Chitta Shuddhi Yoga
Man is sathyam, shivam, and sundaram (truth, goodness, and beauty). That is why he is drawn by the true, the beautiful, and the good. He hates being labeled a liar or an ugly person or a bad character. Man has to go out of his way, take special pains, to tread the path of falsehood; it is more difficult for him to sustain a lie than support the truth. So, man is turning back on his destiny when he revels in falsehood, ugliness, and wickedness.
Rama and Lakshmana, though born of different mothers, were drawn to each other by mysterious ties of fraternal reverence. When just a boy, Lakshmana used to weep inconsolably while with his mother. Sage Vasishta, the court preceptor, suggested that the child may be placed in the same cradle as Rama, born a few days earlier, and, when this was done, he slept sound and sweet. The two were bound by the same destiny. Man, too, is bound to God (Rama) by the same destiny. He can get sound and sweet sleep only in the lap of God. Separated from Him, he can only wail.
Have the name of God on your tongue, in your breath, ever. That will evoke His form as the inner core of every thing, thought, or turn of events. That will provide you with His company, contact with His unfailing energy and bliss. That is the satsang (good association) that gives you maximum benefit. Converse with God who is in you; derive courage and consolation from Him. He is the guru most interested in your progress. Do not seek the guru outside you, in hermitages or holy places. The God in you is father, mother, preceptor, and friend.
For peace man must rely on God
You know how the Pandavas felt about Lord Krishna. As soon as Dhritarashtra, the head of the Kaurava clan, learnt that Krishna had promised to be on the side of the Pandava cousins in the war that was to begin soon, he asked Krishna, “O Krishna! We, too, are your kinsmen, yet why do you throw your weight on the other scale, the side of those Pandava brothers?” Krishna replied, “Kinsmen! But what a difference! You are fire and they are water! Water that quenches the thirst of wanderers in the desert!” Dhritarashtra said that the attachment He had for his cousins was something inexplicable.
Krishna declared, “I shall explain. Dharmaraja, the eldest brother, is as My head. Bhima, the second, is as My shoulders. Arjuna, the third among the brothers, is as My arms. And Nakula and Sahadeva (the twins) who are the fourth and the fifth among them are as My feet!” Notice how intimate they had all become to God! And this in spite of all the long trail of loss, infamy, calamity, exile, and poverty that they suffered while in His keeping as non‑believers may say! They bore all boldly and in undiminished bliss.
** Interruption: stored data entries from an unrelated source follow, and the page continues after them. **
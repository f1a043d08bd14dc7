//! Shot-consistency circuit.
//!
//! Public: `[commitment, x, y, hit]`. Private: the fleet.
//!
//! Enforces that the fleet hashes to the commitment, that the shot lies on
//! the board, and that `hit` equals the number of ship cells at the shot.
//! Overlap is ruled out by the board proof published with the commitment,
//! so that count is 0 or 1.

use ark_bn254::Fr;
use ark_r1cs_std::alloc::AllocVar;
use ark_r1cs_std::boolean::Boolean;
use ark_r1cs_std::eq::EqGadget;
use ark_r1cs_std::fields::{FieldVar, fp::FpVar};
use ark_relations::r1cs::{ConstraintSynthesizer, ConstraintSystemRef, SynthesisError};
use game_core::{Board, Coordinate, GameConfig};

use super::gadgets::{alloc_fleet, enforce_commitment_gadget, enforce_on_board_gadget, fleet_cells};

#[derive(Clone, Debug)]
pub struct ShotCircuit {
    pub commitment: Fr,
    pub board: Board,
    pub shot: Coordinate,
    pub hit: bool,
}

impl ShotCircuit {
    pub fn new(commitment: Fr, board: Board, shot: Coordinate, hit: bool) -> Self {
        Self {
            commitment,
            board,
            shot,
            hit,
        }
    }

    pub fn public_inputs(&self) -> Vec<Fr> {
        vec![
            self.commitment,
            Fr::from(self.shot.x),
            Fr::from(self.shot.y),
            Fr::from(self.hit),
        ]
    }
}

impl ConstraintSynthesizer<Fr> for ShotCircuit {
    fn generate_constraints(self, cs: ConstraintSystemRef<Fr>) -> Result<(), SynthesisError> {
        // Allocation order fixes the public signal order.
        let commitment = FpVar::new_input(cs.clone(), || Ok(self.commitment))?;
        let x = FpVar::new_input(cs.clone(), || Ok(Fr::from(self.shot.x)))?;
        let y = FpVar::new_input(cs.clone(), || Ok(Fr::from(self.shot.y)))?;
        let hit = Boolean::new_input(cs.clone(), || Ok(self.hit))?;

        let fleet = alloc_fleet(cs, &self.board)?;
        enforce_commitment_gadget(&fleet, &commitment)?;

        enforce_on_board_gadget(&x)?;
        enforce_on_board_gadget(&y)?;
        let target = &x + &y * Fr::from(GameConfig::BOARD_SIZE);

        let mut hits = FpVar::zero();
        for cell in fleet_cells(&fleet) {
            hits += FpVar::from(cell.is_eq(&target)?);
        }
        hits.enforce_equal(&FpVar::from(hit))
    }
}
Without firm reliance on this ever-present God, man cannot have peace. In western countries now God is denied, and man is relying on himself. He exaggerates his own intelligence and sense of adventure and prides himself on the advance he has made through science and technology. But intelligence without equanimity is filling mental hospitals.
Peace is fleeing from the hearts of men and women. Social harmony is becoming a distant dream. International concord is a mirage, pursued by a few. Man travels to the moon, but does not explore his own inner levels of consciousness, and understanding them, cleanse them and control them.
Prepare the heart to live in love
The instrument through which he is able to master nature is itself not really understood by man. When once that is understood, all that is understood through it, will become plain. This is what the sages of India did; they sought to know that which if known, all else can be known. The Upanishads lay down the process of this discovery.
The expression of that discovery in practical life is love; for, it is love that creates, sustains, and engulfs all. Without love no one can claim to have succeeded in deciphering God and His handiwork, the Universe. God is love; live in love–that is the direction indicated by the sages. Love can grow only in a well‑ploughed heart, free from brambles. So, the heart has to be prepared by means of namasmarana (constant recital of the name). It can then be called a yoga, like bhakti, jnana, or karma (devotion, wisdom, or action). It can be called “Chitta shuddhi yoga,”–“The path of consciousness‑cleansing.” Charge every second of time with the Divine current that emanates from the name.